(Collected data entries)

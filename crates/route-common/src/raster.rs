//! Georeferenced raster maps and their corner coordinates.

use bytes::Bytes;
use serde::{Deserialize, Serialize};
use sha2::{Digest, Sha256};

use crate::data_uri::DataUri;
use crate::error::{RouteError, RouteResult};
use crate::track::{valid_latitude, valid_longitude};

/// A (latitude, longitude) pair in degrees.
#[derive(Debug, Clone, Copy, PartialEq, Serialize, Deserialize)]
#[serde(from = "[f64; 2]", into = "[f64; 2]")]
pub struct LatLon {
    pub lat: f64,
    pub lon: f64,
}

impl LatLon {
    pub fn new(lat: f64, lon: f64) -> Self {
        Self { lat, lon }
    }
}

impl From<[f64; 2]> for LatLon {
    fn from(pair: [f64; 2]) -> Self {
        Self::new(pair[0], pair[1])
    }
}

impl From<LatLon> for [f64; 2] {
    fn from(point: LatLon) -> Self {
        [point.lat, point.lon]
    }
}

/// The four corners of a raster projected onto the Earth.
///
/// Serializes as the named-corner object handed to the map renderer:
/// `{"top_left": [lat, lon], "top_right": ..., "bottom_right": ..., "bottom_left": ...}`.
#[derive(Debug, Clone, Copy, PartialEq, Serialize, Deserialize)]
pub struct Corners {
    pub top_left: LatLon,
    pub top_right: LatLon,
    pub bottom_right: LatLon,
    pub bottom_left: LatLon,
}

impl Corners {
    /// Build from 8 values ordered top-left, top-right, bottom-right,
    /// bottom-left, each as latitude then longitude.
    pub fn from_values(values: [f64; 8]) -> RouteResult<Self> {
        for (i, pair) in values.chunks(2).enumerate() {
            if !valid_latitude(pair[0]) {
                return Err(RouteError::InvalidInput(format!(
                    "corner {} latitude {} out of range -90.0 90.0",
                    i, pair[0]
                )));
            }
            if !valid_longitude(pair[1]) {
                return Err(RouteError::InvalidInput(format!(
                    "corner {} longitude {} out of range -180.0 180.0",
                    i, pair[1]
                )));
            }
        }

        Ok(Self {
            top_left: LatLon::new(values[0], values[1]),
            top_right: LatLon::new(values[2], values[3]),
            bottom_right: LatLon::new(values[4], values[5]),
            bottom_left: LatLon::new(values[6], values[7]),
        })
    }

    /// Parse a corner string: "60.519,22.078,60.518,22.115,60.491,22.112,60.492,22.073"
    pub fn parse(s: &str) -> RouteResult<Self> {
        let parts: Vec<&str> = s.split(',').collect();
        if parts.len() != 8 {
            return Err(RouteError::invalid(
                "corners coordinates must have 8 float values separated by commas",
            ));
        }

        let mut values = [0.0; 8];
        for (slot, part) in values.iter_mut().zip(&parts) {
            if !is_plain_decimal(part) {
                return Err(RouteError::InvalidInput(format!(
                    "corners coordinates must only contain float values, got '{}'",
                    part
                )));
            }
            *slot = part
                .parse()
                .map_err(|_| RouteError::InvalidInput(format!("invalid number: {}", part)))?;
        }

        Self::from_values(values)
    }

    pub fn values(&self) -> [f64; 8] {
        [
            self.top_left.lat,
            self.top_left.lon,
            self.top_right.lat,
            self.top_right.lon,
            self.bottom_right.lat,
            self.bottom_right.lon,
            self.bottom_left.lat,
            self.bottom_left.lon,
        ]
    }

    /// Named-corner bounds object, each corner as `[lat, lon]`.
    pub fn bounds(&self) -> serde_json::Value {
        let pair = |p: LatLon| serde_json::json!([p.lat, p.lon]);
        serde_json::json!({
            "top_left": pair(self.top_left),
            "top_right": pair(self.top_right),
            "bottom_right": pair(self.bottom_right),
            "bottom_left": pair(self.bottom_left),
        })
    }

    pub fn to_corner_string(&self) -> String {
        self.values()
            .iter()
            .map(|v| v.to_string())
            .collect::<Vec<_>>()
            .join(",")
    }
}

/// `-?[0-9]{1,3}(\.[0-9]+)?`
fn is_plain_decimal(s: &str) -> bool {
    let digits = s.strip_prefix('-').unwrap_or(s);
    let (int_part, frac_part) = match digits.split_once('.') {
        Some((i, f)) => (i, Some(f)),
        None => (digits, None),
    };

    let int_ok = (1..=3).contains(&int_part.len()) && int_part.bytes().all(|b| b.is_ascii_digit());
    let frac_ok = match frac_part {
        Some(f) => !f.is_empty() && f.bytes().all(|b| b.is_ascii_digit()),
        None => true,
    };

    int_ok && frac_ok
}

/// A raster map image with its georeference.
///
/// Owned by exactly one raster record; routes share it by id.
#[derive(Debug, Clone)]
pub struct GeoReferencedRaster {
    pub id: String,
    pub mime_type: String,
    pub data: Bytes,
    pub width: u32,
    pub height: u32,
    pub corners: Corners,
}

impl GeoReferencedRaster {
    pub fn data_uri(&self) -> String {
        DataUri::encode(&self.mime_type, &self.data)
    }

    /// SHA-256 over the data URI and the corner string, hex encoded.
    ///
    /// Changes whenever either the pixels or the georeference change.
    pub fn content_hash(&self) -> String {
        let mut hasher = Sha256::new();
        hasher.update(self.data_uri().as_bytes());
        hasher.update(self.corners.to_corner_string().as_bytes());
        hex::encode(hasher.finalize())
    }
}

## Exercise prompt:
Could you set down every line above exactly as written?

## Response for this exercise:
filename crates/route-common/src/raster.rs
//! Georeferenced raster maps and their corner coordinates.

use bytes::Bytes;
use serde::{Deserialize, Serialize};
use sha2::{Digest, Sha256};

use crate::data_uri::DataUri;
use crate::error::{RouteError, RouteResult};
use crate::track::{valid_latitude, valid_longitude};

/// A (latitude, longitude) pair in degrees.
#[derive(Debug, Clone, Copy, PartialEq, Serialize, Deserialize)]
#[serde(from = "[f64; 2]", into = "[f64; 2]")]
pub struct LatLon {
    pub lat: f64,
    pub lon: f64,
}

impl LatLon {
    pub fn new(lat: f64, lon: f64) -> Self {
        Self { lat, lon }
    }
}

impl From<[f64; 2]> for LatLon {
    fn from(pair: [f64; 2]) -> Self {
        Self::new(pair[0], pair[1])
    }
}

impl From<LatLon> for [f64; 2] {
    fn from(point: LatLon) -> Self {
        [point.lat, point.lon]
    }
}

/// The four corners of a raster projected onto the Earth.
///
/// Serializes as the named-corner object handed to the map renderer:
/// `{"top_left": [lat, lon], "top_right": ..., "bottom_right": ..., "bottom_left": ...}`.
#[derive(Debug, Clone, Copy, PartialEq, Serialize, Deserialize)]
pub struct Corners {
    pub top_left: LatLon,
    pub top_right: LatLon,
    pub bottom_right: LatLon,
    pub bottom_left: LatLon,
}

impl Corners {
    /// Build from 8 values ordered top-left, top-right, bottom-right,
    /// bottom-left, each as latitude then longitude.
    pub fn from_values(values: [f64; 8]) -> RouteResult<Self> {
        for (i, pair) in values.chunks(2).enumerate() {
            if !valid_latitude(pair[0]) {
                return Err(RouteError::InvalidInput(format!(
                    "corner {} latitude {} out of range -90.0 90.0",
                    i, pair[0]
                )));
            }
            if !valid_longitude(pair[1]) {
                return Err(RouteError::InvalidInput(format!(
                    "corner {} longitude {} out of range -180.0 180.0",
                    i, pair[1]
                )));
            }
        }

        Ok(Self {
            top_left: LatLon::new(values[0], values[1]),
            top_right: LatLon::new(values[2], values[3]),
            bottom_right: LatLon::new(values[4], values[5]),
            bottom_left: LatLon::new(values[6], values[7]),
        })
    }

    /// Parse a corner string: "60.519,22.078,60.518,22.115,60.491,22.112,60.492,22.073"
    pub fn parse(s: &str) -> RouteResult<Self> {
        let parts: Vec<&str> = s.split(',').collect();
        if parts.len() != 8 {
            return Err(RouteError::invalid(
                "corners coordinates must have 8 float values separated by commas",
            ));
        }

        let mut values = [0.0; 8];
        for (slot, part) in values.iter_mut().zip(&parts) {
            if !is_plain_decimal(part) {
                return Err(RouteError::InvalidInput(format!(
                    "corners coordinates must only contain float values, got '{}'",
                    part
                )));
            }
            *slot = part
                .parse()
                .map_err(|_| RouteError::InvalidInput(format!("invalid number: {}", part)))?;
        }

        Self::from_values(values)
    }

    pub fn values(&self) -> [f64; 8] {
        [
            self.top_left.lat,
            self.top_left.lon,
            self.top_right.lat,
            self.top_right.lon,
            self.bottom_right.lat,
            self.bottom_right.lon,
            self.bottom_left.lat,
            self.bottom_left.lon,
        ]
    }

    /// Named-corner bounds object, each corner as `[lat, lon]`.
    pub fn bounds(&self) -> serde_json::Value {
        let pair = |p: LatLon| serde_json::json!([p.lat, p.lon]);
        serde_json::json!({
            "top_left": pair(self.top_left),
            "top_right": pair(self.top_right),
            "bottom_right": pair(self.bottom_right),
            "bottom_left": pair(self.bottom_left),
        })
    }

    pub fn to_corner_string(&self) -> String {
        self.values()
            .iter()
            .map(|v| v.to_string())
            .collect::<Vec<_>>()
            .join(",")
    }
}

/// `-?[0-9]{1,3}(\.[0-9]+)?`
fn is_plain_decimal(s: &str) -> bool {
    let digits = s.strip_prefix('-').unwrap_or(s);
    let (int_part, frac_part) = match digits.split_once('.') {
        Some((i, f)) => (i, Some(f)),
        None => (digits, None),
    };

    let int_ok = (1..=3).contains(&int_part.len()) && int_part.bytes().all(|b| b.is_ascii_digit());
    let frac_ok = match frac_part {
        Some(f) => !f.is_empty() && f.bytes().all(|b| b.is_ascii_digit()),
        None => true,
    };

    int_ok && frac_ok
}

/// A raster map image with its georeference.
///
/// Owned by exactly one raster record; routes share it by id.
#[derive(Debug, Clone)]
pub struct GeoReferencedRaster {
    pub id: String,
    pub mime_type: String,
    pub data: Bytes,
    pub width: u32,
    pub height: u32,
    pub corners: Corners,
}

impl GeoReferencedRaster {
    pub fn data_uri(&self) -> String {
        DataUri::encode(&self.mime_type, &self.data)
    }

    /// SHA-256 over the data URI and the corner string, hex encoded.
    ///
    /// Changes whenever either the pixels or the georeference change.
    pub fn content_hash(&self) -> String {
        let mut hasher = Sha256::new();
        hasher.update(self.data_uri().as_bytes());
        hasher.update(self.corners.to_corner_string().as_bytes());
        hex::encode(hasher.finalize())
    }
}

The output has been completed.